There is one other way in which this brief biography is clearly incomplete. For any biography, unless it is of a dead person, is always incomplete. The universe is anything but dead. It still exists, it is still changing, and we are still observing it.
How far along in its evolution is the universe, today? From a strictly qualitative point of view, one might say that it is by definition halfway. The whole of time can conveniently be divided into three parts: we have the past, and the future, and the moving knife-edge of the present that separates the two.
That seems to me like cheating. I like numbers, and I would like a numerical answer. If the universe is 10 to 20 billion years old now, for how many more years will it exist?
Some may fin
d that a meaningless question. How can the universe possibly not exist? It sounds like a metaphysical issue, the same as asking what was there before the universe.
But there are ways in which the universe can go through a change whereby no information about anything in the universe that we know can possibly survive, including the physical laws.
Suppose that the Universe collapsed back into a Big Crunch. After that happened one could with justice say that at least our universe no longer existed. And yet in another sense we will find that we always have an infinite amount of time available to us.
9.ALTERNATIVE FUTURES
“When I dipped into the Future far as human eye could see,” said Tennyson in Locksley Hall. Writing in 1842 he did pretty well, foreseeing air warfare and universal world government. We can go a long way beyond that.
Let’s start with the “near-term” future. In another five billion years or so our own Sun will run out of fusion fuels and begin to swell up to become a red giant star. In doing so it will expand far enough to include Earth’s orbit within it.
That should not be a problem for humanity. Long before five billion years have passed we will have moved beyond the solar system. We can go, if we like, to sit around a smaller star. It will be less prodigal with its nuclear fuel, and we can enjoy its warmth for maybe a hundred billion years. By that time the needs of our descendants will be quite unknowable.
However, before that time something qualitatively different may have happened to the universe.

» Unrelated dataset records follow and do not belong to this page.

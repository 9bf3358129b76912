//! Configuration file support for contributions.
//!
//! Configuration is loaded with the following precedence (highest to lowest):
//! 1. CLI flags
//! 2. Environment variables (prefixed with `CONTRIBUTIONS_`, sections split
//!    by a double underscore, e.g. `CONTRIBUTIONS_SCAN__STATS_CONCURRENCY`)
//! 3. Config file (./contributions.toml, then ~/.config/contributions/config.toml)
//! 4. Built-in defaults
//!
//! Example config file:
//! ```toml
//! [github]
//! token = "ghp_..."  # or use GITHUB_TOKEN
//! url = "https://ghe.example.com/api"  # optional, defaults to api.github.com
//!
//! [scan]
//! concurrency = 20
//! stats_concurrency = 20
//! stats_delay_secs = 5
//! max_stats_attempts = 60  # optional, polls until computed when unset
//! request_timeout_secs = 60
//! ```

use std::path::PathBuf;

use config::builder::{ConfigBuilder as Builder, DefaultState};
use config::{Config as ConfigBuilder, Environment, File, FileFormat};
use contributions::scan::DEFAULT_REQUEST_TIMEOUT_SECS;
use contributions::types::{DEFAULT_CONCURRENCY, DEFAULT_STATS_CONCURRENCY, DEFAULT_STATS_DELAY_SECS};
use directories::ProjectDirs;
use serde::Deserialize;

/// Top-level configuration.
#[derive(Debug, Default, Deserialize)]
#[serde(default)]
pub struct Config {
    /// GitHub connection settings.
    pub github: GitHubConfig,
    /// Default scan options.
    pub scan: ScanConfig,
}

/// GitHub configuration.
#[derive(Debug, Default, Deserialize)]
#[serde(default)]
pub struct GitHubConfig {
    /// GitHub API token. Falls back to the GITHUB_TOKEN environment variable.
    pub token: Option<String>,
    /// API base URL, for GitHub Enterprise installations.
    pub url: Option<String>,
}

/// Default scan options.
#[derive(Debug, Deserialize)]
#[serde(default)]
pub struct ScanConfig {
    /// Maximum concurrent API requests.
    pub concurrency: usize,
    /// Maximum repositories polling contributor stats at once.
    pub stats_concurrency: usize,
    /// Seconds to wait between polls while GitHub computes stats.
    pub stats_delay_secs: u64,
    /// Give up on a repository after this many polls.
    pub max_stats_attempts: Option<usize>,
    /// Per-request timeout.
    pub request_timeout_secs: u64,
}

impl Default for ScanConfig {
    fn default() -> Self {
        Self {
            concurrency: DEFAULT_CONCURRENCY,
            stats_concurrency: DEFAULT_STATS_CONCURRENCY,
            stats_delay_secs: DEFAULT_STATS_DELAY_SECS,
            max_stats_attempts: None,
            request_timeout_secs: DEFAULT_REQUEST_TIMEOUT_SECS,
        }
    }
}

impl Config {
    /// Load configuration using the config crate's layered approach.
    ///
    /// Sources are loaded in order (later sources override earlier):
    /// 1. Built-in defaults
    /// 2. XDG config file (~/.config/contributions/config.toml)
    /// 3. Local config file (./contributions.toml)
    /// 4. Environment variables with CONTRIBUTIONS_ prefix
    pub fn load() -> Self {
        let mut builder = ConfigBuilder::builder();

        if let Some(path) = Self::default_config_path()
            && path.exists()
        {
            tracing::debug!("Loading config from {:?}", path);
            builder = builder.add_source(File::from(path).format(FileFormat::Toml).required(false));
        }

        let local_config = PathBuf::from("contributions.toml");
        if local_config.exists() {
            tracing::debug!("Loading config from ./contributions.toml");
            builder = builder.add_source(
                File::from(local_config)
                    .format(FileFormat::Toml)
                    .required(false),
            );
        }

        builder = builder.add_source(
            Environment::with_prefix("CONTRIBUTIONS")
                .prefix_separator("_")
                .separator("__")
                .try_parsing(true),
        );

        Self::from_builder(builder)
    }

    /// Build and deserialize, falling back to defaults on any error.
    fn from_builder(builder: Builder<DefaultState>) -> Self {
        match builder.build() {
            Ok(settings) => match settings.try_deserialize::<Config>() {
                Ok(config) => config,
                Err(e) => {
                    tracing::warn!("Failed to deserialize config: {}", e);
                    Config::default()
                }
            },
            Err(e) => {
                tracing::warn!("Failed to build config: {}", e);
                Config::default()
            }
        }
    }

    /// Get the GitHub token: the configured one, else `GITHUB_TOKEN`.
    pub fn github_token(&self) -> Option<String> {
        self.configured_token()
            .or_else(|| std::env::var("GITHUB_TOKEN").ok())
    }

    fn configured_token(&self) -> Option<String> {
        self.github
            .token
            .clone()
            .filter(|token| !token.trim().is_empty())
    }

    /// Get the default config file path.
    pub fn default_config_path() -> Option<PathBuf> {
        ProjectDirs::from("", "", "contributions").map(|dirs| dirs.config_dir().join("config.toml"))
    }
}

#[cfg(test)]
mod tests {
    use super::*;

    fn from_toml(content: &str) -> Config {
        Config::from_builder(
            ConfigBuilder::builder().add_source(File::from_str(content, FileFormat::Toml)),
        )
    }

    #[test]
    fn test_default_config() {
        let config = Config::default();
        assert!(config.github.token.is_none());
        assert!(config.github.url.is_none());
        assert_eq!(config.scan.concurrency, 20);
        assert_eq!(config.scan.stats_concurrency, 20);
        assert_eq!(config.scan.stats_delay_secs, 5);
        assert_eq!(config.scan.max_stats_attempts, None);
        assert_eq!(config.scan.request_timeout_secs, 60);
    }

    #[test]
    fn test_full_config_parsing() {
        let config = from_toml(
            r#"
            [github]
            token = "ghp_test123"
            url = "https://ghe.example.com/api"

            [scan]
            concurrency = 8
            stats_concurrency = 4
            stats_delay_secs = 2
            max_stats_attempts = 10
            request_timeout_secs = 30
        "#,
        );

        assert_eq!(config.github.token.as_deref(), Some("ghp_test123"));
        assert_eq!(
            config.github.url.as_deref(),
            Some("https://ghe.example.com/api")
        );
        assert_eq!(config.scan.concurrency, 8);
        assert_eq!(config.scan.stats_concurrency, 4);
        assert_eq!(config.scan.stats_delay_secs, 2);
        assert_eq!(config.scan.max_stats_attempts, Some(10));
        assert_eq!(config.scan.request_timeout_secs, 30);
    }

    #[test]
    fn test_config_partial_override() {
        let config = from_toml(
            r#"
            [scan]
            stats_concurrency = 3
        "#,
        );

        assert_eq!(config.scan.stats_concurrency, 3);
        assert_eq!(config.scan.concurrency, 20);
        assert_eq!(config.scan.stats_delay_secs, 5);
    }

    #[test]
    fn test_config_merging_order() {
        let settings = ConfigBuilder::builder()
            .add_source(File::from_str(
                "[scan]\nconcurrency = 20\nstats_delay_secs = 9",
                FileFormat::Toml,
            ))
            .add_source(File::from_str("[scan]\nconcurrency = 4", FileFormat::Toml));

        let config = Config::from_builder(settings);

        assert_eq!(config.scan.concurrency, 4);
        assert_eq!(config.scan.stats_delay_secs, 9);
    }

    #[test]
    fn test_config_invalid_toml_falls_back_to_defaults() {
        let config = from_toml("[scan\nconcurrency = 1");
        assert_eq!(config.scan.concurrency, 20);
    }

    #[test]
    fn test_config_unknown_fields_ignored() {
        let config = from_toml(
            r#"
            [scan]
            concurrency = 7
            unknown_field = "should be ignored"
        "#,
        );
        assert_eq!(config.scan.concurrency, 7);
    }

    #[test]
    fn test_blank_configured_token_is_ignored() {
        let config = from_toml("[github]\ntoken = \"  \"");
        assert_eq!(config.configured_token(), None);

        let config = from_toml("[github]\ntoken = \"ghp_x\"");
        assert_eq!(config.configured_token().as_deref(), Some("ghp_x"));
        assert_eq!(config.github_token().as_deref(), Some("ghp_x"));
    }

    #[test]
    fn test_default_config_path_names_the_app() {
        if let Some(path) = Config::default_config_path() {
            assert!(path.ends_with("config.toml"));
            assert!(path.to_string_lossy().contains("contributions"));
        }
    }
}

We have stated a preference for a “just-closed” Universe that expands forever, but slower and slower. That happens when the mass-energy density is just enough. Suppose, however, that the mass-energy density is more than enough to close the universe. Then the present expansion must be followed by a contraction. At last there will come a Big Crunch, rivaling the Big Bang in its temperatures and pressures. Everything familiar to us, certainly including life, will be destroyed in that final moment of infinite extremes.